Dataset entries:
impl<M: ConversationMemory> MemoryManager<M> {
    /// Manager producing sessions with a custom memory constructor
    ///
    /// The sweeper thread is not started; call `start_sweeper`.
    pub fn with_factory<F>(config: &MemoryPolicyConfig, clock: Arc<dyn Clock>, factory: F) -> Self
    where
        F: Fn(&MemoryOptions) -> M + Send + Sync + 'static,
    {
        Self {
            shared: Arc::new(Shared {
                sessions: Mutex::new(HashMap::new()),
                callbacks: RwLock::new(Vec::new()),
                policy: MemoryPolicy::from(config),
                factory: Box::new(factory),
                clock,
            }),
            config: config.clone(),
            sweeper: Mutex::new(None),
        }
    }

    /// Spawn the background sweeper thread (no-op when already running)
    pub fn start_sweeper(&self) -> Result<()> {
        let mut sweeper = self.sweeper.lock();
        if sweeper.is_some() {
            return Ok(());
        }

        let (stop_tx, stop_rx) = mpsc::channel::<()>();
        let (exited_tx, exited_rx) = mpsc::channel::<()>();
        let shared = Arc::clone(&self.shared);
        let interval = self.config.sweep_interval;

        let thread = std::thread::Builder::new()
            .name("memory-sweeper".to_string())
            .spawn(move || {
                sweep_loop(&shared, interval, &stop_rx);
                let _ = exited_tx.send(());
            })
            .map_err(|e| anyhow::anyhow!("Failed to spawn memory sweeper thread: {}", e))?;

        tracing::info!("🧹 Memory sweeper started (interval {:?})", interval);
        *sweeper = Some(Sweeper { stop: stop_tx, exited: exited_rx, thread });
        Ok(())
    }

    pub fn is_running(&self) -> bool {
        self.sweeper.lock().is_some()
    }

    /// Memory for a session, created on first use
    ///
    /// Creating a new session while at the session ceiling first evicts the least
    /// recently used quarter. Every call refreshes the session's access metrics.
    /// The returned handle may be evicted by a later sweep; re-fetch instead of
    /// holding it across requests.
    pub fn get_or_create(&self, session_id: &str, options: &MemoryOptions) -> Arc<M> {
        let now = self.shared.clock.now();

        let (memory, evicted) = {
            let mut sessions = self.shared.sessions.lock();

            let evicted = if !sessions.contains_key(session_id)
                && sessions.len() >= self.shared.policy.max_total_sessions
            {
                tracing::warn!(
                    "⚠️ Memory session ceiling reached ({}), evicting oldest quartile",
                    sessions.len()
                );
                Shared::detach_oldest_quartile(&mut sessions)
            } else {
                Vec::new()
            };

            let session = sessions.entry(session_id.to_string()).or_insert_with(|| {
                tracing::debug!("🧠 Creating memory session {} ({})", session_id, options.node_type);
                Session {
                    memory: Arc::new((self.shared.factory)(options)),
                    metrics: SessionMetrics {
                        session_id: session_id.to_string(),
                        created_at: now,
                        last_accessed: now,
                        access_count: 0,
                        message_count: 0,
                        estimated_bytes: 0,
                        node_type: options.node_type.clone(),
                    },
                }
            });
            session.touch(now);

            (Arc::clone(&session.memory), evicted)
        };

        self.shared.notify_evicted(&evicted);
        memory
    }

    /// Evict one session; returns `false` if it did not exist
    pub fn cleanup(&self, session_id: &str, reason: &str) -> bool {
        let removed = self.shared.sessions.lock().remove(session_id);

        match removed {
            Some(session) => {
                self.shared
                    .notify_evicted(&[session.into_evicted(reason.to_string())]);
                true
            }
            None => false,
        }
    }

    /// Register a callback run for every evicted session, in registration order
    pub fn register_cleanup_callback<F>(&self, callback: F)
    where
        F: Fn(&EvictedSession<M>) + Send + Sync + 'static,
    {
        self.shared.callbacks.write().push(Arc::new(callback));
    }

    /// Run one policy sweep now; returns the number of sessions evicted
    pub fn sweep_now(&self) -> usize {
        self.shared.sweep()
    }

    /// Evict the least recently used quarter of the sessions
    pub fn force_evict_oldest_quartile(&self) -> usize {
        let evicted = Shared::detach_oldest_quartile(&mut self.shared.sessions.lock());
        self.shared.notify_evicted(&evicted);
        evicted.len()
    }

    pub fn session_count(&self) -> usize {
        self.shared.sessions.lock().len()
    }

    pub fn get_statistics(&self) -> MemoryStatistics {
        let now = self.shared.clock.now();
        let snapshot: Vec<SessionMetrics> = self
            .shared
            .sessions
            .lock()
            .values()
            .map(|s| s.metrics.clone())
            .collect();

        let active_sessions = snapshot.len();
        let total_messages: usize = snapshot.iter().map(|m| m.message_count).sum();
        let total_estimated_bytes = snapshot.iter().map(|m| m.estimated_bytes).sum();
        let ages: Vec<i64> = snapshot
            .iter()
            .map(|m| (now - m.created_at).num_seconds())
            .collect();

        MemoryStatistics {
            active_sessions,
            total_messages,
            total_estimated_bytes,
            average_messages_per_session: if active_sessions == 0 {
                0.0
            } else {
                total_messages as f64 / active_sessions as f64
            },
            oldest_session_age_seconds: ages.iter().copied().max(),
            average_session_age_seconds: if ages.is_empty() {
                None
            } else {
                Some(ages.iter().sum::<i64>() as f64 / ages.len() as f64)
            },
            sweeper_running: self.is_running(),
            policy: self.config.clone(),
        }
    }

    pub fn get_session_info(&self, session_id: &str) -> Option<SessionInfo> {
        let now = self.shared.clock.now();
        let metrics = self
            .shared
            .sessions
            .lock()
            .get(session_id)
            .map(|s| s.metrics.clone())?;

        Some(SessionInfo {
            age_seconds: (now - metrics.created_at).num_seconds(),
            idle_seconds: (now - metrics.last_accessed).num_seconds(),
            metrics,
        })
    }

    /// Stop the sweeper and evict every remaining session
    pub fn shutdown(&self) {
        if let Some(sweeper) = self.sweeper.lock().take() {
            let _ = sweeper.stop.send(());
            match sweeper.exited.recv_timeout(SWEEPER_JOIN_TIMEOUT) {
                Ok(()) | Err(RecvTimeoutError::Disconnected) => {
                    if sweeper.thread.join().is_err() {
                        tracing::error!("❌ Memory sweeper thread panicked");
                    }
                }
                Err(RecvTimeoutError::Timeout) => {
                    tracing::warn!(
                        "⚠️ Memory sweeper did not stop within {:?}, detaching",
                        SWEEPER_JOIN_TIMEOUT
                    );
                }
            }
        }

        let evicted = self.shared.drain_all("shutdown");
        tracing::info!("🛑 Memory manager shut down ({} sessions evicted)", evicted);
    }
}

- Your task: Would you retype the lines above from the one with "let interval = self.config.sweep_interval;" down to the one with "re-fetch instead of", word for word, both ends included and no other lines?

- Task response:
        let interval = self.config.sweep_interval;

        let thread = std::thread::Builder::new()
            .name("memory-sweeper".to_string())
            .spawn(move || {
                sweep_loop(&shared, interval, &stop_rx);
                let _ = exited_tx.send(());
            })
            .map_err(|e| anyhow::anyhow!("Failed to spawn memory sweeper thread: {}", e))?;

        tracing::info!("🧹 Memory sweeper started (interval {:?})", interval);
        *sweeper = Some(Sweeper { stop: stop_tx, exited: exited_rx, thread });
        Ok(())
    }

    pub fn is_running(&self) -> bool {
        self.sweeper.lock().is_some()
    }

    /// Memory for a session, created on first use
    ///
    /// Creating a new session while at the session ceiling first evicts the least
    /// recently used quarter. Every call refreshes the session's access metrics.
    /// The returned handle may be evicted by a later sweep; re-fetch instead of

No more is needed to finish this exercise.